- **Exercise requirements**:
Using the listing, copy each whole line that features "Debug".

:: Supplied records

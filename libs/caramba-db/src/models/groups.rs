use serde::{Deserialize, Serialize};
use sqlx::FromRow;
use std::fmt;
use std::str::FromStr;

use super::ParseEnumError;

#[derive(Debug, Clone, Copy, PartialEq, Eq, Hash, Default, Serialize, Deserialize)]
#[serde(rename_all = "kebab-case")]
pub enum SelectionPolicy {
    RoundRobin,
    #[default]
    LeastLoaded,
    WeightedRandom,
    BestLatency,
}

impl SelectionPolicy {
    pub fn as_str(&self) -> &'static str {
        match self {
            SelectionPolicy::RoundRobin => "round-robin",
            SelectionPolicy::LeastLoaded => "least-loaded",
            SelectionPolicy::WeightedRandom => "weighted-random",
            SelectionPolicy::BestLatency => "best-latency",
        }
    }
}

impl fmt::Display for SelectionPolicy {
    fn fmt(&self, f: &mut fmt::Formatter<'_>) -> fmt::Result {
        f.write_str(self.as_str())
    }
}

impl FromStr for SelectionPolicy {
    type Err = ParseEnumError;

    fn from_str(s: &str) -> Result<Self, Self::Err> {
        match s.trim().to_ascii_lowercase().replace('_', "-").as_str() {
            "round-robin" => Ok(SelectionPolicy::RoundRobin),
            "least-loaded" => Ok(SelectionPolicy::LeastLoaded),
            "weighted-random" => Ok(SelectionPolicy::WeightedRandom),
            "best-latency" => Ok(SelectionPolicy::BestLatency),
            _ => Err(ParseEnumError::new("selection policy", s)),
        }
    }
}

impl TryFrom<String> for SelectionPolicy {
    type Error = ParseEnumError;

    fn try_from(value: String) -> Result<Self, Self::Error> {
        value.parse()
    }
}

/// Named set of nodes sharing a selection policy. Bounds failover search
/// to a region or tier.
#[derive(Debug, Clone, Serialize, Deserialize, FromRow)]
pub struct NodeGroup {
    pub id: i64,
    pub name: String,
    #[sqlx(try_from = "String")]
    pub policy: SelectionPolicy,
    #[sqlx(skip)]
    #[serde(default)]
    pub node_ids: Vec<i64>,
}

impl NodeGroup {
    pub fn contains(&self, node_id: i64) -> bool {
        self.node_ids.contains(&node_id)
    }
}

#[cfg(test)]
mod tests {
    use super::SelectionPolicy;

    #[test]
    fn policy_accepts_snake_and_kebab_case() {
        assert_eq!(
            "weighted_random".parse::<SelectionPolicy>().unwrap(),
            SelectionPolicy::WeightedRandom
        );
        assert_eq!(
            "Best-Latency".parse::<SelectionPolicy>().unwrap(),
            SelectionPolicy::BestLatency
        );
        assert!("fastest".parse::<SelectionPolicy>().is_err());
    }
}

::::

- **Written answer**:
#[derive(Debug, Clone, Copy, PartialEq, Eq, Hash, Default, Serialize, Deserialize)]
#[derive(Debug, Clone, Serialize, Deserialize, FromRow)]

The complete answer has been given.